Norway is a very different country than the Netherlands. Distaste was evident and the Norwegian underground was strong, but not only was there a neutral border, we need to not underestimate the woods and mountains. People--Jewish or Gentile--who didn't make it as far as the Swedish border had a more than reasonable chance of survival in Norway itself in WWII, outside the population centers. A lot of them did it. No, really: a lot. There were lots of upland pasturing huts and weird mountain caves where you could stash people indefinitely. If you read The Art of Not Being Governed: An Anarchist History of Upland Southeast Asia, he talks a lot about how mountain regions serve as an outlet for empires all the time in Southeast Asia, France, Appalachia--well, Norway is basically nothing but that region. Contrast with Holland, where not only is there no border with a neutral country, there's nothing to hide you in the countryside if you stay in your own occupied country. Settled farmhouses are easily searched by these standards. Holland is flat. Poland is flat. France is not universally flat--France has its own issues but is far more culturally dissimilar from Norway than Holland in this regard. But I would like to find a book that goes into regional success of the French resistance, because what I know so far indicates that geography has a lot going on there.

The other thing with this discussion is that flattening out the distinction between allies and other voluntary co-belligerents and conquered nations is going to obscure some major differences. We talk about neutral Sweden. Guess who else took in Jewish refugees? Finland. The same Finland that was co-belligerent with the Nazis. (The difference between allied and co-belligerent is that Finland didn't declare war on anyone but Russia and was not under any treaty obligation to do so. Finland was fighting its own, separate but contemporaneous war--which was, incidentally, a war of Russian aggression--and which had to be ended with a separate peace.) There were former German Jewish army officers who went and fought for the Finns. This is a very, very different situation from being a conquered country. Comparing the two is completely unfair and misleading. Finland didn't have any stage of the war (until the very end, when things got complicated) when German troops were killing any of its citizens or when Germany was allowed to set any of its policy. This made the experience of these northern nations vastly, vastly different, and it made the means available to them in protecting their Jewish citizens vastly different.

Denmark? Conquered. Bulgaria? Not conquered. Also not co-belligerent. Actively allied. Major differences. Yes, both succeeded in protecting their Jewish populations, and yes, that's important. But Bulgaria did so from the perspective of a nation that was at least theoretically Hitler's little buddy, not from the perspective of a nation that had just had troops steamroll over every crevice of it. So the pressure Hitler was applying was not the same kind as the pressure he applied to the loyal Danes he shot in the streets of their own country. I'm glad that Bulgaria tried to sign on for a limited amount of the worst evil. I'm glad someone demonstrated it could be done. But it really changes the dynamic, how much depends on geography, how much depends on the structure of the original government, etc. I feel like grouping countries separately makes a lot of sense here. Bulgaria's main comparison here is Hungary--and with the re-rise of right-wing politics and their attendant anti-Semitism in Hungary, it's pretty damn timely. I wish it wasn't.

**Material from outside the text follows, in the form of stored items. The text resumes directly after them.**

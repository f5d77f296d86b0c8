use serde::{Deserialize, Serialize};

/// The author of a turn in the conversation.
#[derive(Debug, Clone, Copy, PartialEq, Eq, Hash, Serialize, Deserialize)]
#[serde(rename_all = "lowercase")]
pub enum Role {
    /// Text typed by the user.
    User,
    /// Text produced by the model.
    Model,
}

/// One piece of a turn. Only text parts are produced or consumed here.
#[derive(Debug, Clone, PartialEq, Eq, Default, Serialize, Deserialize)]
pub struct Part {
    /// The text content, absent for non-text parts.
    #[serde(default, skip_serializing_if = "Option::is_none")]
    pub text: Option<String>,
}

impl Part {
    /// Create a text part.
    pub fn text(text: impl Into<String>) -> Self {
        Self {
            text: Some(text.into()),
        }
    }
}

/// A turn (or a system instruction) made of ordered parts.
#[derive(Debug, Clone, PartialEq, Eq, Default, Serialize, Deserialize)]
pub struct Content {
    /// The author of the content. Omitted for system instructions.
    #[serde(default, skip_serializing_if = "Option::is_none")]
    pub role: Option<Role>,

    /// The ordered parts that make up the content.
    #[serde(default)]
    pub parts: Vec<Part>,
}

impl Content {
    /// Create a single-part text turn for the given role.
    pub fn new_with_text(text: impl Into<String>, role: Role) -> Self {
        Self {
            role: Some(role),
            parts: vec![Part::text(text)],
        }
    }

    /// Create a user turn.
    pub fn user(text: impl Into<String>) -> Self {
        Self::new_with_text(text, Role::User)
    }

    /// Create a model turn.
    pub fn model(text: impl Into<String>) -> Self {
        Self::new_with_text(text, Role::Model)
    }

    /// Create a role-less system instruction.
    pub fn system_instruction(text: impl Into<String>) -> Self {
        Self {
            role: None,
            parts: vec![Part::text(text)],
        }
    }

    /// Concatenates the text of every text part, or `None` when no part carries text.
    pub fn text(&self) -> Option<String> {
        let mut texts = self.parts.iter().filter_map(|p| p.text.as_deref()).peekable();
        texts.peek()?;
        Some(texts.collect())
    }
}

#[cfg(test)]
mod tests {
    use super::*;
    use serde_json::{json, to_value};

    #[test]
    fn user_turn_serialization() {
        let json = to_value(Content::user("Tell me a joke")).unwrap();
        assert_eq!(
            json,
            json!({
                "role": "user",
                "parts": [{"text": "Tell me a joke"}]
            })
        );
    }

    #[test]
    fn system_instruction_has_no_role() {
        let json = to_value(Content::system_instruction("a grumpy pirate")).unwrap();
        assert_eq!(json, json!({"parts": [{"text": "a grumpy pirate"}]}));
    }

    #[test]
    fn text_joins_parts_and_skips_non_text() {
        let content: Content = serde_json::from_value(json!({
            "role": "model",
            "parts": [{"text": "Arr, "}, {"inlineData": {}}, {"text": "matey"}]
        }))
        .unwrap();
        assert_eq!(content.text().as_deref(), Some("Arr, matey"));
    }

    #[test]
    fn text_is_none_without_text_parts() {
        let content = Content {
            role: Some(Role::Model),
            parts: vec![Part::default()],
        };
        assert!(content.text().is_none());
    }
}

Someone in Hungary put pig trotters at the foot of one of the memorial statues of Raoul Wallenberg last week. Pig trotters. I read that in The Economist and cried. Oh, Hungary.
12th-Aug-2012 03:55 pm (UTC)
How odd, it was not last week, but The Economist only reported it last week.
12th-Aug-2012 12:44 pm (UTC)
But you want to talk about geography and the safety of Jewish populations? Three words: Danish. Fishing. Boats. Which is also, incidentally, how one of my Swedish cousins-in-law survived to become one of my Swedish cousins-in-law instead of being one of the little Austrian Jewish girls who died in a concentration camp. Denmark didn't have mountains, but it's surrounded by water on all sides, and you cannot possibly get all the Danes off the water for the entire duration of the war. You'd have restless starving populations. Bad business all around. So instead you let the Danes putter around in their tiny little boats, and if they keep coming back with one or two fewer fishing hands than they departed port with, gosh, what careless Danes.

Another, non-geographical factor: the King of Denmark, God bless him, was foursquare and solidly behind Denmark's Jews, overtly rather than Boris of Bulgaria's possibly maybe we think secretly. He made it clear that loyal Danes would support and protect their brothers and sisters who happened to be Jewish and would hide them if it came to that. Haakon VII up in Norway followed his example, and for a Norwegian to admit that a Norwegian followed a Dane's example is really something. I was raised making the H7 of the Norwegian resistance as a default small symbol along with a star and a heart. But Christian X was a heckuva guy.
13th-Aug-2012 12:06 pm (UTC)
It occurs to me that I did not say this in so many words, and should: when I said that "aligned" was a "spectacularly poor choice of word" what I meant was "frankly offensive and I'm sorry I used it."
13th-Aug-2012 12:06 pm (UTC)
Thank you.
12th-Aug-2012 05:15 am (UTC)
Thanks for reviewing this. This is a bit of history I've never encountered before, and now I want to read the book.